B.U. biolab clears another obstacle
Boston Herald
August 24, 2007
By Boston Herald editorial staff
The National Institutes of Health yesterday ruled that the high-security biological research laboratory being built in Boston’s South End does not pose a threat to neighborhood safety and would be no safer if it were located off in a pumpkin patch somewhere.
That should close the book on the Biolab controversy, but it won’t. The stall tactics will continue, delaying important discoveries that will help prepare Americans for a bioterrorist threat.
The NIH report came in response to a judge’s call for further study of the so-called National Biocontainment Lab on Albany Street (the agency had already concluded the lab posed no threat to community health or safety).

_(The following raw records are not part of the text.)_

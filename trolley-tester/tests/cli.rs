use std::process::Command;

fn temp_path(label: &str) -> std::path::PathBuf {
    std::env::temp_dir().join(format!(
        "trolley-cli-{label}-{}",
        std::time::SystemTime::now()
            .duration_since(std::time::UNIX_EPOCH)
            .unwrap_or_default()
            .as_nanos()
    ))
}

#[test]
fn cli_list_scenarios_writes_output() {
    let exe = env!("CARGO_BIN_EXE_trolley-tester");
    let output_path = temp_path("list");
    let status = Command::new(exe)
        .args(["--list-scenarios", "--output"])
        .arg(&output_path)
        .status()
        .expect("run cli");
    assert!(status.success());
    let content = std::fs::read_to_string(output_path).expect("read output");
    assert!(content.contains("Available scenarios"));
    assert!(content.contains("animation-restart"));
}

#[test]
fn cli_runs_logic_catalog_with_json_report() {
    let exe = env!("CARGO_BIN_EXE_trolley-tester");
    let output_path = temp_path("run");
    let output = Command::new(exe)
        .args([
            "--mode",
            "logic",
            "--report",
            "json",
            "--scenarios",
            "all",
            "--iterations",
            "2",
            "--output",
        ])
        .arg(&output_path)
        .output()
        .expect("run cli");
    assert!(output.status.success(), "{output:?}");
    let stdout = String::from_utf8_lossy(&output.stdout);
    assert!(stdout.contains("Trolley Simulator Tester"));

    let content = std::fs::read_to_string(output_path).expect("read output");
    let json_part = content.split("🏁").next().unwrap_or_default();
    let parsed: serde_json::Value = serde_json::from_str(json_part).expect("json report");
    let results = parsed.as_array().expect("array of results");
    assert!(results.len() >= 10);
    assert!(results.iter().all(|r| r["passed"] == true));
}

#[test]
fn cli_fails_when_service_is_unreachable() {
    let exe = env!("CARGO_BIN_EXE_trolley-tester");
    let output_path = temp_path("service");
    let output = Command::new(exe)
        .args([
            "--mode",
            "service",
            "--service-url",
            "http://127.0.0.1:9",
            "--timeout-secs",
            "1",
            "--iterations",
            "1",
            "--report",
            "markdown",
            "--output",
        ])
        .arg(&output_path)
        .output()
        .expect("run cli");
    assert!(!output.status.success());
    let content = std::fs::read_to_string(output_path).expect("read output");
    assert!(content.contains("Service Smoke Test"));
}

#[test]
fn cli_rejects_invalid_config_file() {
    let exe = env!("CARGO_BIN_EXE_trolley-tester");
    let config_path = temp_path("config");
    std::fs::write(&config_path, r#"{"history_capacity": 0}"#).expect("write config");
    let output = Command::new(exe)
        .args(["--scenarios", "smoke", "--iterations", "1", "--config"])
        .arg(&config_path)
        .output()
        .expect("run cli");
    assert!(!output.status.success());
    let stderr = String::from_utf8_lossy(&output.stderr);
    assert!(stderr.contains("history_capacity"));
}

#[test]
fn cli_rejects_unknown_report_format() {
    let exe = env!("CARGO_BIN_EXE_trolley-tester");
    let output = Command::new(exe)
        .args(["--report", "csv", "--iterations", "1"])
        .output()
        .expect("run cli");
    assert!(!output.status.success());
    let stderr = String::from_utf8_lossy(&output.stderr);
    assert!(stderr.contains("csv"));
}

Opponents of the Boston University lab have raised fears that the deadly germs to be studied there will escape and threaten the neighborhood. They have also argued it is being foisted unjustly on a minority/low-income neighborhood, and predicted a review of alternative sites would be a slam-dunk against Albany Street.
Not so. A study conducted by researchers at the State University of New York at Buffalo for the NIH concluded that even if there were an accident at the lab, “under realistic conditions, infectious diseases would not occur in the community as a result.” Even when the risks were exaggerated to “force” an infection outside the lab, there was no greater likelihood that disease would be transmitted in an urban area vs. a suburban or rural community.
We don’t fault neighbors for raising concerns. The terms “ebola” and “monkey virus” carry a certain fear factor.
But this report and others confirm that such fears are not well-placed. No Level 4 lab researcher has ever been infected with a deadly agent, never mind transmitted it outside the lab. The good jobs that the lab will bring are not sufficient on their own to support its construction. But neither is unfounded hysteria reason to stop it.